# Over night stay house set up option?



## silverbell_angel (Apr 17, 2012)

My family go out to the cabin very often during the summer especially over long weekends. I don't want to leave my hedgehog at home where no one can watch him or check up on him.

I'm looking at making a portable over night stay kennel except I have a few issues that comes to mind.
What size kennel will be good? I guess it would be one that fit the wheel. Does any one have any good recommendation?
Also my other main concern is the heat. I use a CHE lamp at home for his cage, those don't work very well for a kennel (plastic one will melt as well), so what's a good travel advice for keeping the temperature constant?

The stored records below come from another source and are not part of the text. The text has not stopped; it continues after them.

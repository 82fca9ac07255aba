// 照片持久化 - 订阅拍照事件，在后台写入图片目录
//
// 写盘不经过捕获控制器的队列，慢速磁盘不会拖慢拍照节奏

use std::sync::Arc;

use tokio::sync::broadcast::error::RecvError;
use tokio::task::JoinHandle;
use tracing::{debug, error, info, warn};

use crate::actors::SystemStatusHandle;
use crate::event_bus::{AppEvent, CaptureChange, EventBus};
use crate::storage::ImageDirectory;

/// 照片持久化任务
pub struct CapturePersister {
    task: JoinHandle<()>,
}

impl CapturePersister {
    /// 启动持久化任务
    ///
    /// 在返回之前完成订阅，之后发布的照片都会被保存
    pub fn spawn(
        event_bus: Arc<EventBus>,
        directory: ImageDirectory,
        status: SystemStatusHandle,
    ) -> Self {
        let mut receiver = event_bus.subscribe();

        let task = tokio::spawn(async move {
            info!("照片持久化任务已启动: {}", directory.root().display());

            loop {
                match receiver.recv().await {
                    Ok(AppEvent::Capture(CaptureChange::ImageCaptured(data))) => {
                        let directory = directory.clone();
                        let status = status.clone();
                        let event_bus = event_bus.clone();
                        tokio::spawn(async move {
                            persist(&directory, &data, &status, &event_bus).await;
                        });
                    }
                    Ok(_) => {}
                    Err(RecvError::Lagged(skipped)) => {
                        warn!("持久化任务落后，丢失 {} 个事件", skipped);
                    }
                    Err(RecvError::Closed) => {
                        debug!("事件总线已关闭");
                        break;
                    }
                }
            }

            info!("照片持久化任务已停止");
        });

        Self { task }
    }

    /// 停止持久化任务（已开始的写入会继续完成）
    pub fn shutdown(self) {
        self.task.abort();
    }
}

async fn persist(
    directory: &ImageDirectory,
    data: &[u8],
    status: &SystemStatusHandle,
    event_bus: &EventBus,
) {
    let saved = directory.save_images(vec![Some(data.to_vec())]).await;
    if saved.is_empty() {
        error!("照片保存失败");
        status.set_error(Some("照片保存失败".to_string())).await;
        return;
    }

    status.record_saved(saved.len()).await;
    event_bus.publish(AppEvent::ImagesSaved { paths: saved });
}

#[cfg(test)]
mod tests {
    use super::*;
    use crate::actors::SystemStatusActor;
    use std::time::Duration;
    use tempfile::tempdir;

    #[tokio::test]
    async fn test_captured_images_are_saved() {
        let temp_dir = tempdir().unwrap();
        let directory = ImageDirectory::new(temp_dir.path().to_path_buf(), "jpg");
        let event_bus = Arc::new(EventBus::new(64));
        let (status_actor, status) = SystemStatusActor::new();
        tokio::spawn(status_actor.run());

        let persister = CapturePersister::spawn(event_bus.clone(), directory.clone(), status.clone());
        let mut receiver = event_bus.subscribe();

        event_bus.publish(AppEvent::Capture(CaptureChange::ImageCaptured(Arc::new(
            vec![0xFF, 0xD8, 0xFF, 0xD9],
        ))));

        let paths = loop {
            let event = tokio::time::timeout(Duration::from_secs(5), receiver.recv())
                .await
                .expect("等待保存超时")
                .unwrap();
            if let AppEvent::ImagesSaved { paths } = event {
                break paths;
            }
        };

        assert_eq!(paths.len(), 1);
        assert_eq!(std::fs::read(&paths[0]).unwrap(), vec![0xFF, 0xD8, 0xFF, 0xD9]);
        assert_eq!(directory.list_entries().await.unwrap(), paths);
        assert_eq!(status.get().await.saved_frames, 1);

        persister.shutdown();
    }

    #[tokio::test]
    async fn test_empty_image_is_not_saved() {
        let temp_dir = tempdir().unwrap();
        let directory = ImageDirectory::new(temp_dir.path().to_path_buf(), "jpg");
        let event_bus = Arc::new(EventBus::new(64));
        let (status_actor, status) = SystemStatusActor::new();
        tokio::spawn(status_actor.run());

        let _persister = CapturePersister::spawn(event_bus.clone(), directory.clone(), status.clone());
        event_bus.publish(AppEvent::Capture(CaptureChange::ImageCaptured(Arc::new(Vec::new()))));

        tokio::time::sleep(Duration::from_millis(100)).await;
        assert!(directory.list_entries().await.unwrap().is_empty());
        assert_eq!(status.get().await.saved_frames, 0);
    }
}
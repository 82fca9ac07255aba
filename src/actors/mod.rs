// Actor模块 - 使用Actor模式管理并发状态
//
// 用Actor模式替代Arc<Mutex<T>>，通过消息传递实现并发控制
// 每个Actor就是一个单线程任务队列，共享状态只在队列内修改

pub mod image_store;
pub mod system_status;

pub use image_store::{ImageStoreActor, ImageStoreCommand, ImageStoreHandle};
pub use system_status::{SystemStatusActor, SystemStatusCommand, SystemStatusHandle};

Any advice is greatly appreciated! Thanks.


----------



## Guest (Jun 8, 2012)

best i can think would be a sterilite bin


----------



## HedgieGirl519 (Oct 21, 2011)

A lot of the times hedgehogs don't do well with travelling around. If you have anyone who can check up on him, that would be much better.

If you use a dog carrier, you will want to make sure it can fit the wheel, house/bed, food/water bowls comfortably.

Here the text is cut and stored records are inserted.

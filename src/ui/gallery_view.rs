// 相册界面状态 - 列表镜像、编辑选择和大图预览

use std::collections::BTreeSet;
use std::path::PathBuf;
use std::sync::Arc;

use tracing::{debug, warn};

use crate::gallery::GalleryController;

/// 大图预览
#[derive(Debug, Clone, PartialEq)]
pub struct ImagePreview {
    pub path: PathBuf,
    pub width: u32,
    pub height: u32,
}

/// 相册界面
pub struct GalleryView {
    controller: Arc<GalleryController>,
    /// 列表镜像，与存储列表下标一一对应
    items: Vec<PathBuf>,
    selected: BTreeSet<usize>,
}

impl GalleryView {
    pub fn new(controller: Arc<GalleryController>) -> Self {
        Self {
            controller,
            items: Vec::new(),
            selected: BTreeSet::new(),
        }
    }

    /// 重新加载列表
    pub async fn reload(&mut self) -> Result<usize, String> {
        let result = self.controller.load_images().await;
        self.items = self.controller.image_paths().await;
        self.selected.clear();
        result
    }

    pub fn items(&self) -> &[PathBuf] {
        &self.items
    }

    pub fn is_empty(&self) -> bool {
        self.items.is_empty()
    }

    pub fn is_editing(&self) -> bool {
        self.controller.is_editing()
    }

    /// 切换编辑模式，退出时清空选择
    pub fn toggle_editing(&mut self) -> bool {
        let editing = self.controller.toggle_editing();
        if !editing {
            self.selected.clear();
        }
        editing
    }

    /// 选中的下标（升序）
    pub fn selected(&self) -> Vec<usize> {
        self.selected.iter().copied().collect()
    }

    /// 点击条目
    ///
    /// 编辑模式下切换选中状态，否则返回大图预览
    pub async fn tap(&mut self, index: usize) -> Option<ImagePreview> {
        if index >= self.items.len() {
            return None;
        }

        if self.is_editing() {
            if !self.selected.remove(&index) {
                self.selected.insert(index);
            }
            return None;
        }

        let path = self.items[index].clone();
        let probe = path.clone();
        let dimensions = tokio::task::spawn_blocking(move || image::image_dimensions(&probe)).await;

        match dimensions {
            Ok(Ok((width, height))) => Some(ImagePreview {
                path,
                width,
                height,
            }),
            Ok(Err(e)) => {
                warn!("读取图片失败 {:?}: {}", path, e);
                None
            }
            Err(e) => {
                warn!("读取图片任务失败: {}", e);
                None
            }
        }
    }

    /// 删除选中的条目，返回删除数量
    ///
    /// 从大到小逐个删除，镜像同步移除删除成功的下标
    pub async fn delete_selected(&mut self) -> usize {
        let mut deleted = 0;

        for index in std::mem::take(&mut self.selected).into_iter().rev() {
            match self.controller.delete_image(index).await {
                Ok(()) => {
                    if index < self.items.len() {
                        self.items.remove(index);
                    }
                    deleted += 1;
                }
                Err(e) => debug!("保留删除失败的条目 {}: {}", index, e),
            }
        }

        deleted
    }

    /// 完成拍摄，清空相册
    pub async fn complete(&mut self) -> Result<(), String> {
        let result = self.controller.complete_session().await;
        self.items = self.controller.image_paths().await;
        self.selected.clear();
        result
    }

    /// 信息弹窗文本
    pub async fn info_message(&self) -> String {
        self.controller.gallery_info().await.message()
    }
}

#[cfg(test)]
mod tests {
    use super::*;
    use crate::actors::{ImageStoreActor, SystemStatusActor};
    use crate::camera::SimulatedCamera;
    use crate::capture::{CaptureConfig, CaptureController};
    use crate::event_bus::EventBus;
    use crate::storage::{ImageDirectory, StoredImageManager};
    use tempfile::tempdir;

    async fn gallery_with_images(root: PathBuf, count: u32) -> GalleryView {
        let event_bus = Arc::new(EventBus::new(64));
        let directory = ImageDirectory::new(root, "jpg");

        for i in 0..count {
            let img = image::RgbImage::from_pixel(8 + i, 4, image::Rgb([200, 100, 50]));
            img.save(directory.new_file_path()).unwrap();
        }

        let (status_actor, status) = SystemStatusActor::new();
        tokio::spawn(status_actor.run());
        let (store_actor, store) = ImageStoreActor::new(StoredImageManager::new(directory));
        tokio::spawn(store_actor.run());
        let (controller, capture) = CaptureController::new(
            Arc::new(SimulatedCamera::default()),
            event_bus.clone(),
            status.clone(),
            CaptureConfig::default(),
        );
        tokio::spawn(controller.run());

        GalleryView::new(Arc::new(GalleryController::new(
            store, capture, status, event_bus,
        )))
    }

    #[tokio::test]
    async fn test_tap_previews_only_outside_editing() {
        let temp_dir = tempdir().unwrap();
        let mut view = gallery_with_images(temp_dir.path().to_path_buf(), 2).await;
        assert_eq!(view.reload().await.unwrap(), 2);

        let preview = view.tap(0).await.unwrap();
        assert_eq!(preview.path, view.items()[0]);
        assert_eq!(preview.height, 4);
        assert!(view.tap(9).await.is_none());

        assert!(view.toggle_editing());
        assert!(view.tap(1).await.is_none());
        assert_eq!(view.selected(), vec![1]);

        // 再次点击取消选中
        view.tap(1).await;
        assert!(view.selected().is_empty());

        view.tap(0).await;
        assert!(!view.toggle_editing());
        assert!(view.selected().is_empty());
    }

    #[tokio::test]
    async fn test_delete_selected_matches_store() {
        let temp_dir = tempdir().unwrap();
        let mut view = gallery_with_images(temp_dir.path().to_path_buf(), 5).await;
        view.reload().await.unwrap();
        let before = view.items().to_vec();

        view.toggle_editing();
        // 选择顺序不影响结果
        view.tap(3).await;
        view.tap(0).await;
        view.tap(1).await;

        assert_eq!(view.delete_selected().await, 3);
        assert_eq!(view.items(), &[before[2].clone(), before[4].clone()]);
        assert_eq!(view.controller.image_paths().await, view.items());
        assert!(view.selected().is_empty());

        view.reload().await.unwrap();
        assert_eq!(view.items(), &[before[2].clone(), before[4].clone()]);
    }

    #[tokio::test]
    async fn test_complete_clears_gallery() {
        let temp_dir = tempdir().unwrap();
        let mut view = gallery_with_images(temp_dir.path().to_path_buf(), 3).await;
        view.reload().await.unwrap();

        assert!(view.info_message().await.contains("Image Count: 3"));
        view.complete().await.unwrap();
        assert!(view.is_empty());
        assert!(view.info_message().await.starts_with("Capture Size: 0.00 Byte"));
    }
}
// 相机模块 - 抽象相机设备能力
//
// 平台相机（授权、格式、曝光、拍照）统一通过 CameraDevice trait 访问
// 捕获控制器只依赖 trait，具体实现可替换为模拟传感器

use std::time::Duration;

use serde::{Deserialize, Serialize};
use thiserror::Error;

pub mod simulated;

pub use simulated::SimulatedCamera;

/// 快门时长换算精度（微秒）
const EXPOSURE_TIMESCALE: f64 = 1_000_000.0;

/// 相机授权状态
#[derive(Debug, Clone, Copy, PartialEq, Eq, Serialize, Deserialize)]
#[serde(rename_all = "snake_case")]
pub enum AuthorizationStatus {
    /// 已授权
    Authorized,
    /// 尚未询问用户
    NotDetermined,
    /// 用户拒绝
    Denied,
    /// 系统限制
    Restricted,
}

/// 设备支持的输出格式
#[derive(Debug, Clone, Copy, PartialEq, Eq, Serialize, Deserialize)]
pub struct DeviceFormat {
    pub width: u32,
    pub height: u32,
}

impl DeviceFormat {
    pub fn new(width: u32, height: u32) -> Self {
        Self { width, height }
    }

    /// 像素总数
    pub fn pixel_count(&self) -> u64 {
        self.width as u64 * self.height as u64
    }
}

/// 曝光参数范围及当前值（快门时长单位：秒）
#[derive(Debug, Clone, Copy, PartialEq, Serialize, Deserialize)]
pub struct ExposureBounds {
    pub min_iso: f32,
    pub max_iso: f32,
    pub min_exposure_duration: f64,
    pub max_exposure_duration: f64,
    pub current_iso: f32,
    pub current_exposure_duration: f64,
}

impl ExposureBounds {
    /// 检查ISO与快门时长是否都在设备范围内
    pub fn contains(&self, iso: f32, exposure_duration: f64) -> bool {
        (self.min_iso..=self.max_iso).contains(&iso)
            && (self.min_exposure_duration..=self.max_exposure_duration)
                .contains(&exposure_duration)
    }
}

/// 相机错误
#[derive(Debug, Clone, Error)]
pub enum CameraError {
    #[error("相机未授权")]
    NotAuthorized,

    #[error("没有活动的采集会话")]
    NoActiveSession,

    #[error("设备配置失败: {0}")]
    Configuration(String),

    #[error("拍照失败: {0}")]
    Capture(String),

    #[error("相机不可用: {0}")]
    Unavailable(String),
}

/// 相机设备trait
///
/// 同步方法只读写设备状态，耗时操作（启动会话、拍照）为异步
#[async_trait::async_trait]
pub trait CameraDevice: Send + Sync {
    /// 当前授权状态
    fn authorization_status(&self) -> AuthorizationStatus;

    /// 请求相机权限，返回用户是否同意
    async fn request_access(&self) -> bool;

    /// 设备支持的格式列表
    fn formats(&self) -> Vec<DeviceFormat>;

    /// 设置当前输出格式
    fn set_active_format(&self, format: DeviceFormat) -> Result<(), CameraError>;

    /// 曝光参数范围
    fn exposure_bounds(&self) -> ExposureBounds;

    /// 设置自定义曝光（ISO + 快门时长）
    fn set_exposure_custom(&self, iso: f32, duration: Duration) -> Result<(), CameraError>;

    /// 启动采集会话
    async fn start_running(&self) -> Result<(), CameraError>;

    /// 停止采集会话
    fn stop_running(&self);

    /// 会话是否在运行
    fn is_running(&self) -> bool;

    /// 拍摄一张静态照片，返回编码后的JPEG数据
    async fn capture_photo(&self) -> Result<Vec<u8>, CameraError>;
}

/// 在设备格式中找出与目标像素数最接近的格式
///
/// 差值相同时保留先出现的格式
pub fn find_closest_format(formats: &[DeviceFormat], target_pixels: u64) -> Option<DeviceFormat> {
    let mut selected = None;
    let mut closest_difference = u64::MAX;

    for format in formats {
        let difference = format.pixel_count().abs_diff(target_pixels);
        if difference < closest_difference {
            closest_difference = difference;
            selected = Some(*format);
        }
    }

    selected
}

/// 将快门秒数换算为微秒精度的时长
///
/// 负数和非有限值按0处理
pub fn exposure_duration_from_secs(seconds: f64) -> Duration {
    if !seconds.is_finite() || seconds <= 0.0 {
        return Duration::ZERO;
    }
    Duration::from_micros((seconds * EXPOSURE_TIMESCALE).round() as u64)
}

I'd personally use something like this:
Intermediate: http://www.petsmart.com/product/index.j ... rier+Style
Or like this:
http://www.petsmart.com/product/index.j ... rier+Style

The first one is 28"L x 21"W x 22"H and the second one is 26.2"L x 18.6"W x 16.5"H. The first one is shorter, so it would be easier to heat, but the second one has more space and gets more light.

Make sure you put a couple pieces of fleece under his current liner so when you go, he'll have fleece that smells like home.

For heating, you can use 10 hour handwarmers. Like this, http://www.warmers.com/ItemDetails.aspx ... of+25+pair)&pval=SVP50&pIds=itemid

You just put them under the liner, one or two at a time should do it. Make sure you change them when they stop heating and keep a thermometer in the cage all the time you you know the temperature. Make sure the cage isn't in direct sunlight and that you keep to the regular lighting schedule.

----------------------------------------------------------------
You could use a bin for the cage, but you will still need a hard sided carrier for the trip. When you are driving you will want to have him in a hard sided carrier, in case you are in a car accident. I've used hard sided carriers trips, and they work just fine. I zip tied the wheel to the openings on the side, you will want to do this.

If you use a bin, you could use the CHE setup. But you'd have to make ventilation holes around the sides of the bin. The bin also would have to have a lid. You could place wire grids or closet shelving on top of the bin, then set the CHE ontop of that.

If you get a carrier with a top door, like this http://www.petsmart.com/product/index.j ... rier+Style then you could hang a CHE above the top door. Make sure it isn't close though, it will melt the plastic. Some come with metal top doors instead. You could hang it with something like this http://www.petsmart.com/product/index.j ... d=11147204


----------



## silverbell_angel (Apr 17, 2012)

Thanks HedgieGirl. I like the idea of an open top so I can maybe get that stand so I can hang the CHE lamp.

What about a heating pad? Has anyone tried this http://www.amazon.com/Heated-Resting-Sm ... 79&sr=8-21 ?

I thought about switching the wheel to a flying saucer, except I'm worried that he might not like it.


----------



## Nancy (Aug 22, 2008)

Why not just get another cage to keep at the cabin for him? A plastic bottomed, wire topped cage you can set the emitter right on top of. 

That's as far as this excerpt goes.